*** Information ***

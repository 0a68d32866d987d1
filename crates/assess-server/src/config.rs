use std::path::PathBuf;

use assess_common::openai::OpenAiClientConfig;
use assess_engine::index::IndexMode;
use assess_engine::retrieve::DEFAULT_CANDIDATE_POOL;

use crate::error::AppError;

pub const DEFAULT_CATALOG_PATH: &str = "shl_full_catalog.json";
pub const DEFAULT_FALLBACK_CATALOG_PATH: &str = "assessments_data.json";
pub const MIN_CANDIDATE_POOL: usize = 10;

/// Application configuration loaded explicitly from environment variables.
#[derive(Debug, Clone)]
pub struct Config {
    pub catalog_path: PathBuf,
    pub fallback_catalog_path: PathBuf,
    pub index_mode: IndexMode,
    /// fastembed model cache. `None` uses the library default.
    pub embedding_cache_dir: Option<PathBuf>,
    pub candidate_pool: usize,
    /// `false` forces the heuristic strategy even when credentials are present.
    pub oracle_enabled: bool,
    /// Serve HTTP on this address. Takes precedence over MCP.
    pub http_addr: Option<String>,
    /// Serve MCP over TCP on this address instead of stdio.
    pub mcp_tcp_addr: Option<String>,
    pub openai: OpenAiClientConfig,
}

impl Config {
    /// Optional (all have defaults):
    /// - `RECOMMENDER_CATALOG_PATH`, `RECOMMENDER_FALLBACK_CATALOG_PATH`
    /// - `RECOMMENDER_INDEX_MODE`: `dense` or `sparse`
    /// - `RECOMMENDER_EMBEDDING_CACHE_DIR`
    /// - `RECOMMENDER_CANDIDATE_POOL`: retrieval pool size, at least 10
    /// - `RECOMMENDER_ORACLE`: `on` or `off`
    /// - `RECOMMENDER_HTTP_ADDR`, `MCP_TCP_LISTEN_ADDR`
    /// - `OPENAI_*`: see [`OpenAiClientConfig::from_lookup`]
    pub fn from_env() -> Result<Self, AppError> {
        Self::from_lookup(|key| std::env::var(key).ok())
    }

    pub fn from_lookup<F>(lookup: F) -> Result<Self, AppError>
    where
        F: Fn(&str) -> Option<String>,
    {
        let value = |key: &str| {
            lookup(key)
                .map(|v| v.trim().to_string())
                .filter(|v| !v.is_empty())
        };

        let index_mode = match value("RECOMMENDER_INDEX_MODE").map(|v| v.to_lowercase()) {
            None => IndexMode::Dense,
            Some(v) if v == "dense" => IndexMode::Dense,
            Some(v) if v == "sparse" => IndexMode::Sparse,
            Some(other) => {
                return Err(AppError::Config(format!(
                    "RECOMMENDER_INDEX_MODE must be 'dense' or 'sparse', got '{other}'"
                )))
            }
        };

        let candidate_pool = match value("RECOMMENDER_CANDIDATE_POOL") {
            None => DEFAULT_CANDIDATE_POOL,
            Some(v) => v
                .parse::<usize>()
                .map_err(|_| {
                    AppError::Config(format!(
                        "RECOMMENDER_CANDIDATE_POOL must be a positive integer, got '{v}'"
                    ))
                })?
                .max(MIN_CANDIDATE_POOL),
        };

        let oracle_enabled = match value("RECOMMENDER_ORACLE").map(|v| v.to_lowercase()) {
            None => true,
            Some(v) if matches!(v.as_str(), "on" | "true" | "1") => true,
            Some(v) if matches!(v.as_str(), "off" | "false" | "0") => false,
            Some(other) => {
                return Err(AppError::Config(format!(
                    "RECOMMENDER_ORACLE must be 'on' or 'off', got '{other}'"
                )))
            }
        };

        Ok(Self {
            catalog_path: value("RECOMMENDER_CATALOG_PATH")
                .unwrap_or_else(|| DEFAULT_CATALOG_PATH.to_string())
                .into(),
            fallback_catalog_path: value("RECOMMENDER_FALLBACK_CATALOG_PATH")
                .unwrap_or_else(|| DEFAULT_FALLBACK_CATALOG_PATH.to_string())
                .into(),
            index_mode,
            embedding_cache_dir: value("RECOMMENDER_EMBEDDING_CACHE_DIR").map(PathBuf::from),
            candidate_pool,
            oracle_enabled,
            http_addr: value("RECOMMENDER_HTTP_ADDR"),
            mcp_tcp_addr: value("MCP_TCP_LISTEN_ADDR"),
            openai: OpenAiClientConfig::from_lookup(&lookup),
        })
    }
}

#[cfg(test)]
mod tests {
    use std::collections::HashMap;

    use super::*;

    fn config(vars: &[(&str, &str)]) -> Result<Config, AppError> {
        let vars: HashMap<String, String> = vars
            .iter()
            .map(|(k, v)| (k.to_string(), v.to_string()))
            .collect();
        Config::from_lookup(|key| vars.get(key).cloned())
    }

    #[test]
    fn defaults_without_any_variables() {
        let config = config(&[]).unwrap();
        assert_eq!(config.catalog_path, PathBuf::from("shl_full_catalog.json"));
        assert_eq!(config.fallback_catalog_path, PathBuf::from("assessments_data.json"));
        assert_eq!(config.index_mode, IndexMode::Dense);
        assert_eq!(config.candidate_pool, 30);
        assert!(config.oracle_enabled);
        assert!(config.http_addr.is_none());
        assert!(config.mcp_tcp_addr.is_none());
        assert!(config.openai.api_key.is_none());
    }

    #[test]
    fn reads_overrides() {
        let config = config(&[
            ("RECOMMENDER_CATALOG_PATH", "/data/catalog.json"),
            ("RECOMMENDER_INDEX_MODE", " Sparse "),
            ("RECOMMENDER_CANDIDATE_POOL", "50"),
            ("RECOMMENDER_ORACLE", "off"),
            ("RECOMMENDER_HTTP_ADDR", "0.0.0.0:5000"),
            ("OPENAI_API_KEY", "secret"),
        ])
        .unwrap();
        assert_eq!(config.catalog_path, PathBuf::from("/data/catalog.json"));
        assert_eq!(config.index_mode, IndexMode::Sparse);
        assert_eq!(config.candidate_pool, 50);
        assert!(!config.oracle_enabled);
        assert_eq!(config.http_addr.as_deref(), Some("0.0.0.0:5000"));
        assert_eq!(config.openai.api_key.as_deref(), Some("secret"));
    }

    #[test]
    fn small_candidate_pool_is_raised() {
        let config = config(&[("RECOMMENDER_CANDIDATE_POOL", "3")]).unwrap();
        assert_eq!(config.candidate_pool, MIN_CANDIDATE_POOL);
    }

    #[test]
    fn malformed_values_are_config_errors() {
        for vars in [
            [("RECOMMENDER_INDEX_MODE", "foo")],
            [("RECOMMENDER_CANDIDATE_POOL", "many")],
            [("RECOMMENDER_ORACLE", "maybe")],
        ] {
            assert!(matches!(config(&vars), Err(AppError::Config(_))), "{vars:?}");
        }
    }
}
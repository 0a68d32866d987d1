use std::time::{Duration, SystemTime, UNIX_EPOCH};

use reqwest::StatusCode;
use serde::{Deserialize, Serialize};
use tracing::warn;

/// Gemini's OpenAI-compatible endpoint. Any `/v1/chat/completions` host works.
pub const DEFAULT_BASE_URL: &str = "https://generativelanguage.googleapis.com/v1beta/openai";
pub const DEFAULT_MODEL: &str = "gemini-3-flash-preview";

#[derive(Clone, Debug)]
pub struct OpenAiClientConfig {
    pub base_url: String,
    pub api_key: Option<String>,
    pub model: String,
    pub default_timeout: Duration,
    pub max_retries: u32,
    pub initial_backoff: Duration,
    pub max_backoff: Duration,
    pub max_error_body_bytes: usize,
}

impl OpenAiClientConfig {
    pub fn from_env() -> Self {
        Self::from_lookup(|key| std::env::var(key).ok())
    }

    /// Build the config from an arbitrary variable source. Unparseable numbers fall back
    /// to their defaults.
    pub fn from_lookup<F>(lookup: F) -> Self
    where
        F: Fn(&str) -> Option<String>,
    {
        let base_url = lookup("OPENAI_BASE_URL").unwrap_or_else(|| DEFAULT_BASE_URL.to_string());

        let api_key = lookup("OPENAI_API_KEY")
            .map(|k| k.trim().to_string())
            .filter(|k| !k.is_empty());

        let model = lookup("OPENAI_MODEL")
            .map(|m| m.trim().to_string())
            .filter(|m| !m.is_empty())
            .unwrap_or_else(|| DEFAULT_MODEL.to_string());

        let default_timeout = lookup("OPENAI_TIMEOUT_SECS")
            .and_then(|s| s.parse::<u64>().ok())
            .map(Duration::from_secs)
            .unwrap_or_else(|| Duration::from_secs(120));

        let max_retries = lookup("OPENAI_MAX_RETRIES")
            .and_then(|s| s.parse::<u32>().ok())
            .unwrap_or(0);

        let initial_backoff = lookup("OPENAI_RETRY_INITIAL_MS")
            .and_then(|s| s.parse::<u64>().ok())
            .map(Duration::from_millis)
            .unwrap_or_else(|| Duration::from_millis(200));

        let max_backoff = lookup("OPENAI_RETRY_MAX_MS")
            .and_then(|s| s.parse::<u64>().ok())
            .map(Duration::from_millis)
            .unwrap_or_else(|| Duration::from_millis(5_000));

        let max_error_body_bytes = lookup("OPENAI_MAX_ERROR_BODY_BYTES")
            .and_then(|s| s.parse::<usize>().ok())
            .unwrap_or(8 * 1024);

        Self {
            base_url: base_url.trim_end_matches('/').to_string(),
            api_key,
            model,
            default_timeout,
            max_retries,
            initial_backoff,
            max_backoff,
            max_error_body_bytes,
        }
    }
}

#[derive(Debug, thiserror::Error)]
pub enum OpenAiClientError {
    #[error("request failed: {0}")]
    Request(#[from] reqwest::Error),

    #[error("invalid response JSON: {0}")]
    InvalidJson(#[from] serde_json::Error),

    #[error("upstream returned error: status={status} message={message}")]
    Upstream { status: StatusCode, message: String },

    #[error("upstream returned non-JSON error: status={status} body={body}")]
    UpstreamBody { status: StatusCode, body: String },

    #[error("completion contained no message content")]
    EmptyCompletion,
}

impl OpenAiClientError {
    pub fn is_timeout(&self) -> bool {
        matches!(self, OpenAiClientError::Request(e) if e.is_timeout())
    }
}

#[derive(Clone)]
pub struct OpenAiClient {
    config: OpenAiClientConfig,
    http: reqwest::Client,
}

impl OpenAiClient {
    pub fn new(config: OpenAiClientConfig) -> Result<Self, OpenAiClientError> {
        let http = reqwest::Client::builder()
            .user_agent("assess-recommender")
            .build()?;
        Ok(Self { config, http })
    }

    pub fn config(&self) -> &OpenAiClientConfig {
        &self.config
    }

    /// Single-turn completion against the configured model. Returns the assistant text of
    /// the first choice; a blank reply is `EmptyCompletion`.
    pub async fn complete(&self, prompt: &str) -> Result<String, OpenAiClientError> {
        let url = format!("{}/chat/completions", self.config.base_url);
        let request = ChatCompletionRequest {
            model: &self.config.model,
            messages: [Message {
                role: "user",
                content: prompt,
            }],
        };
        let (url, request) = (&url, &request);
        let response: ChatCompletionResponse = self
            .request_with_retry(move || async move {
                let mut builder = self
                    .http
                    .post(url)
                    .timeout(self.config.default_timeout)
                    .json(request);
                if let Some(key) = &self.config.api_key {
                    builder = builder.bearer_auth(key);
                }
                let resp = builder.send().await?;
                Self::parse_json_response(resp, self.config.max_error_body_bytes).await
            })
            .await?;
        response
            .choices
            .into_iter()
            .next()
            .and_then(|c| c.message.content)
            .filter(|text| !text.trim().is_empty())
            .ok_or(OpenAiClientError::EmptyCompletion)
    }

    async fn parse_json_response<T: for<'de> Deserialize<'de>>(
        resp: reqwest::Response,
        max_error_body_bytes: usize,
    ) -> Result<T, OpenAiClientError> {
        if resp.status().is_success() {
            let json = resp.json::<T>().await?;
            return Ok(json);
        }
        Err(Self::to_upstream_error(resp, max_error_body_bytes).await)
    }

    async fn to_upstream_error(
        resp: reqwest::Response,
        max_error_body_bytes: usize,
    ) -> OpenAiClientError {
        let status = resp.status();
        let body = read_limited_text(resp, max_error_body_bytes).await;
        upstream_error(status, body)
    }

    async fn request_with_retry<T, Fut, F>(&self, mut f: F) -> Result<T, OpenAiClientError>
    where
        F: FnMut() -> Fut,
        Fut: std::future::Future<Output = Result<T, OpenAiClientError>>,
    {
        let mut attempt: u32 = 0;
        loop {
            attempt += 1;
            let result = f().await;
            match result {
                Ok(v) => return Ok(v),
                Err(e) => {
                    if attempt > self.config.max_retries || !should_retry(&e) {
                        return Err(e);
                    }
                    let delay = backoff_delay(
                        self.config.initial_backoff,
                        self.config.max_backoff,
                        attempt - 1,
                    );
                    warn!(
                        attempt,
                        delay_ms = delay.as_millis(),
                        error = %e,
                        "oracle request failed, retrying"
                    );
                    tokio::time::sleep(delay).await;
                }
            }
        }
    }
}

fn upstream_error(status: StatusCode, body: String) -> OpenAiClientError {
    if let Ok(parsed) = serde_json::from_str::<OpenAiErrorEnvelope>(&body) {
        let message = parsed
            .error
            .message
            .unwrap_or_else(|| "unknown upstream error".to_string());
        return OpenAiClientError::Upstream { status, message };
    }
    OpenAiClientError::UpstreamBody { status, body }
}

fn should_retry(err: &OpenAiClientError) -> bool {
    match err {
        OpenAiClientError::Request(e) => {
            e.is_timeout() || e.is_connect() || e.is_request() || e.is_body() || e.is_decode()
        }
        OpenAiClientError::Upstream { status, .. }
        | OpenAiClientError::UpstreamBody { status, .. } => {
            *status == StatusCode::TOO_MANY_REQUESTS || status.is_server_error()
        }
        OpenAiClientError::InvalidJson(_) | OpenAiClientError::EmptyCompletion => false,
    }
}

fn backoff_delay(initial: Duration, max: Duration, exponent: u32) -> Duration {
    let mult = 1u128.checked_shl(exponent).unwrap_or(u128::MAX);
    let base_ms = initial.as_millis().saturating_mul(mult);
    let capped_ms = std::cmp::min(base_ms, max.as_millis()) as u64;
    let jitter_cap = std::cmp::max(1, capped_ms / 4);
    let jitter_ms = pseudo_jitter_ms(jitter_cap);
    Duration::from_millis(capped_ms.saturating_add(jitter_ms))
}

fn pseudo_jitter_ms(max_inclusive: u64) -> u64 {
    let now = SystemTime::now()
        .duration_since(UNIX_EPOCH)
        .unwrap_or_else(|_| Duration::from_secs(0));
    let nanos = now.subsec_nanos() as u64;
    nanos % (max_inclusive + 1)
}

async fn read_limited_text(resp: reqwest::Response, max_bytes: usize) -> String {
    match resp.bytes().await {
        Ok(mut b) => {
            if b.len() > max_bytes {
                b.truncate(max_bytes);
            }
            String::from_utf8_lossy(&b).to_string()
        }
        Err(e) => {
            warn!(error = %e, "failed to read upstream error body");
            "<failed to read error body>".to_string()
        }
    }
}

#[derive(Debug, Deserialize)]
struct OpenAiErrorEnvelope {
    error: OpenAiErrorObject,
}

#[derive(Debug, Deserialize)]
struct OpenAiErrorObject {
    message: Option<String>,
    #[allow(dead_code)]
    r#type: Option<String>,
    #[allow(dead_code)]
    code: Option<serde_json::Value>,
}

#[derive(Debug, Serialize)]
struct Message<'a> {
    role: &'a str,
    content: &'a str,
}

#[derive(Debug, Serialize)]
struct ChatCompletionRequest<'a> {
    model: &'a str,
    messages: [Message<'a>; 1],
}

#[derive(Debug, Deserialize)]
struct ChatCompletionResponse {
    choices: Vec<ChatCompletionChoice>,
}

#[derive(Debug, Deserialize)]
struct ChatCompletionChoice {
    message: ChatCompletionMessage,
}

#[derive(Debug, Deserialize)]
struct ChatCompletionMessage {
    content: Option<String>,
}
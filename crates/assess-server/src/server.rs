use std::sync::Arc;

use rmcp::{
    Json, ServerHandler,
    handler::server::router::tool::ToolRouter,
    handler::server::wrapper::Parameters,
    model::*,
    tool, tool_handler, tool_router,
};

use assess_common::api::{CatalogInfoResponse, RecommendParams, RecommendResponse};
use assess_engine::pipeline::Recommender;

#[derive(Clone)]
pub struct RecommenderServer {
    recommender: Arc<Recommender>,
    tool_router: ToolRouter<RecommenderServer>,
}

impl RecommenderServer {
    pub fn new(recommender: Arc<Recommender>) -> Self {
        Self {
            recommender,
            tool_router: Self::tool_router(),
        }
    }
}

#[tool_router]
impl RecommenderServer {
    #[tool(description = "Recommend up to 10 assessments from the catalog for a hiring requirement or job description.")]
    async fn recommend_assessments(
        &self,
        Parameters(params): Parameters<RecommendParams>,
    ) -> Result<Json<RecommendResponse>, String> {
        self.recommender
            .respond(&params)
            .await
            .map(Json)
            .map_err(|e| e.to_string())
    }

    #[tool(description = "Report the loaded catalog size, index mode and ranking strategy.")]
    async fn catalog_info(&self) -> Result<Json<CatalogInfoResponse>, String> {
        Ok(Json(catalog_info(&self.recommender)))
    }
}

pub fn catalog_info(recommender: &Recommender) -> CatalogInfoResponse {
    CatalogInfoResponse {
        record_count: recommender.catalog().len(),
        index_mode: recommender.index_mode().to_string(),
        strategy: recommender.strategy_name().to_string(),
    }
}

#[tool_handler]
impl ServerHandler for RecommenderServer {
    fn get_info(&self) -> ServerInfo {
        ServerInfo {
            protocol_version: ProtocolVersion::V_2025_06_18,
            capabilities: ServerCapabilities::builder().enable_tools().build(),
            server_info: Implementation {
                name: "assess-recommender".to_string(),
                version: env!("CARGO_PKG_VERSION").to_string(),
                title: None,
                icons: None,
                website_url: None,
            },
            instructions: Some(
                "Assessment recommendation MCP server. Use recommend_assessments with a job \
                 description or free-text requirement (optional top_k, 1 to 10) to get catalog \
                 assessments balanced between knowledge and personality tests, and \
                 catalog_info to inspect what is loaded."
                    .to_string(),
            ),
        }
    }
}

#[cfg(test)]
mod tests {
    use assess_engine::catalog::Catalog;
    use assess_engine::index::TextIndex;
    use assess_engine::strategy::HeuristicStrategy;

    use super::*;

    #[test]
    fn tools_publish_output_schemas() {
        let tools = RecommenderServer::tool_router().list_all();
        for name in ["recommend_assessments", "catalog_info"] {
            let tool = tools
                .iter()
                .find(|t| t.name == name)
                .unwrap_or_else(|| panic!("missing tool: {name}"));
            assert!(
                tool.output_schema.is_some(),
                "tool {name} should publish output_schema"
            );
        }
    }

    #[test]
    fn catalog_info_reports_empty_sparse_heuristic() {
        let catalog = Catalog::empty();
        let index = TextIndex::build_sparse(&catalog);
        let recommender = Recommender::new(catalog, index, Arc::new(HeuristicStrategy));
        let info = catalog_info(&recommender);
        assert_eq!(info.record_count, 0);
        assert_eq!(info.index_mode, "sparse");
        assert_eq!(info.strategy, "heuristic");
    }
}
/// Composition balancing: enforce the knowledge/personality mix a requirement implies.
///
/// When both a knowledge and a personality test are needed, up to 60% of the slots go
/// to knowledge-type records and up to 40% to personality-type records, each bucket in
/// its reranked order. The split is positional: the merged list is not re-sorted by
/// score, so a higher-scoring "Other" record can land after a quota record.
use std::collections::HashSet;

use crate::catalog::Catalog;
use crate::model::{
    Candidate, StructuredRequirement, TestCategory, KNOWLEDGE_AND_SKILLS,
    PERSONALITY_AND_BEHAVIOR,
};

pub fn knowledge_quota(top_k: usize) -> usize {
    top_k * 6 / 10
}

pub fn personality_quota(top_k: usize) -> usize {
    top_k * 4 / 10
}

pub fn balance(
    reranked: &[Candidate],
    requirement: &StructuredRequirement,
    catalog: &Catalog,
    top_k: usize,
) -> Vec<Candidate> {
    let head: Vec<Candidate> = reranked.iter().take(top_k).copied().collect();
    if requirement.test_types_needed.len() < 2 {
        return head;
    }
    if !(requirement.needs(KNOWLEDGE_AND_SKILLS) && requirement.needs(PERSONALITY_AND_BEHAVIOR)) {
        return head;
    }

    let category_of = |c: &Candidate| {
        catalog
            .get(c.index)
            .map(|r| r.test_category())
            .unwrap_or(TestCategory::Other)
    };

    let mut selected: Vec<usize> = Vec::with_capacity(top_k);
    let quotas = [
        (TestCategory::Knowledge, knowledge_quota(top_k)),
        (TestCategory::Personality, personality_quota(top_k)),
    ];
    for (category, quota) in quotas {
        selected.extend(
            reranked
                .iter()
                .enumerate()
                .filter(|(_, c)| category_of(c) == category)
                .take(quota)
                .map(|(pos, _)| pos),
        );
    }

    let mut taken: HashSet<usize> = selected.iter().copied().collect();
    for pos in 0..reranked.len() {
        if selected.len() >= top_k {
            break;
        }
        if taken.insert(pos) {
            selected.push(pos);
        }
    }

    selected.truncate(top_k);
    selected.into_iter().map(|pos| reranked[pos]).collect()
}

#[cfg(test)]
mod tests {
    use super::*;
    use crate::model::{AssessmentRecord, COGNITIVE};

    fn catalog(types: &[&str]) -> Catalog {
        let records: Vec<AssessmentRecord> = types
            .iter()
            .enumerate()
            .map(|(i, t)| {
                serde_json::from_value(serde_json::json!({
                    "url": format!("u{i}"),
                    "name": format!("Test {i}"),
                    "test_type": t,
                }))
                .unwrap()
            })
            .collect();
        Catalog::from_records(records)
    }

    fn in_order(n: usize) -> Vec<Candidate> {
        (0..n)
            .map(|i| Candidate {
                index: i,
                similarity_score: 1.0 - i as f32 * 0.01,
            })
            .collect()
    }

    fn requirement(labels: &[&str]) -> StructuredRequirement {
        StructuredRequirement {
            test_types_needed: labels.iter().map(|s| s.to_string()).collect(),
            ..Default::default()
        }
    }

    fn indices(c: &[Candidate]) -> Vec<usize> {
        c.iter().map(|c| c.index).collect()
    }

    #[test]
    fn quotas_truncate() {
        let k: Vec<usize> = (1..=10).map(knowledge_quota).collect();
        let p: Vec<usize> = (1..=10).map(personality_quota).collect();
        assert_eq!(k, vec![0, 1, 1, 2, 3, 3, 4, 4, 5, 6]);
        assert_eq!(p, vec![0, 0, 1, 1, 2, 2, 2, 3, 3, 4]);
    }

    #[test]
    fn fewer_than_two_types_is_a_plain_cut() {
        let cat = catalog(&["K"; 12]);
        let got = balance(&in_order(12), &requirement(&[KNOWLEDGE_AND_SKILLS]), &cat, 10);
        assert_eq!(indices(&got), (0..10).collect::<Vec<_>>());
    }

    #[test]
    fn two_types_without_the_pair_is_a_plain_cut() {
        let cat = catalog(&["P", "K", "P", "K"]);
        let got = balance(
            &in_order(4),
            &requirement(&[KNOWLEDGE_AND_SKILLS, COGNITIVE]),
            &cat,
            3,
        );
        assert_eq!(indices(&got), vec![0, 1, 2]);
    }

    #[test]
    fn sixty_forty_split_with_positional_order() {
        // 8 K then 8 P then 2 Other.
        let mut types = vec!["K"; 8];
        types.extend(vec!["P"; 8]);
        types.extend(vec!["", "A"]);
        let cat = catalog(&types);
        let both = requirement(&[KNOWLEDGE_AND_SKILLS, PERSONALITY_AND_BEHAVIOR]);

        let got = balance(&in_order(18), &both, &cat, 10);
        assert_eq!(indices(&got), vec![0, 1, 2, 3, 4, 5, 8, 9, 10, 11]);
    }

    #[test]
    fn shortfall_is_filled_in_reranked_order_including_other() {
        // Only one P available; Other records fill the gap.
        let cat = catalog(&["", "K", "", "P", "K", "C", "K"]);
        let both = requirement(&[KNOWLEDGE_AND_SKILLS, PERSONALITY_AND_BEHAVIOR, COGNITIVE]);
        let got = balance(&in_order(7), &both, &cat, 5);
        // K quota 3 -> 1,4,6; P quota 2 -> 3; fill -> 0.
        assert_eq!(indices(&got), vec![1, 4, 6, 3, 0]);
    }

    #[test]
    fn other_item_can_be_demoted_below_quota_items() {
        let cat = catalog(&["", "K", "P"]);
        let both = requirement(&[KNOWLEDGE_AND_SKILLS, PERSONALITY_AND_BEHAVIOR]);
        let got = balance(&in_order(3), &both, &cat, 3);
        assert_eq!(indices(&got), vec![1, 2, 0]);
    }

    #[test]
    fn never_exceeds_top_k_or_invents_candidates() {
        let cat = catalog(&["K", "P"]);
        let both = requirement(&[KNOWLEDGE_AND_SKILLS, PERSONALITY_AND_BEHAVIOR]);
        let got = balance(&in_order(2), &both, &cat, 10);
        assert_eq!(indices(&got), vec![0, 1]);
        assert!(balance(&[], &both, &cat, 10).is_empty());
    }

    #[test]
    fn quota_caps_hold_at_top_k_ten() {
        let mut types = vec!["K"; 20];
        types.extend(vec!["P"; 20]);
        let cat = catalog(&types);
        let both = requirement(&[KNOWLEDGE_AND_SKILLS, PERSONALITY_AND_BEHAVIOR]);
        let mut interleaved: Vec<Candidate> = Vec::new();
        for i in 0..20 {
            interleaved.push(Candidate { index: i, similarity_score: 0.5 });
            interleaved.push(Candidate { index: 20 + i, similarity_score: 0.5 });
        }
        let got = balance(&interleaved, &both, &cat, 10);
        let knowledge = got.iter().filter(|c| c.index < 20).count();
        let personality = got.len() - knowledge;
        assert_eq!(got.len(), 10);
        assert!(knowledge <= 6);
        assert!(personality <= 4);
    }
}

***

▶ _What needs to be done_
Report each line of the records that holds the word "EmptyCompletion".

▶ _Solution for this exercise_
    EmptyCompletion,
    /// the first choice; a blank reply is `EmptyCompletion`.
            .ok_or(OpenAiClientError::EmptyCompletion)
        OpenAiClientError::InvalidJson(_) | OpenAiClientError::EmptyCompletion => false,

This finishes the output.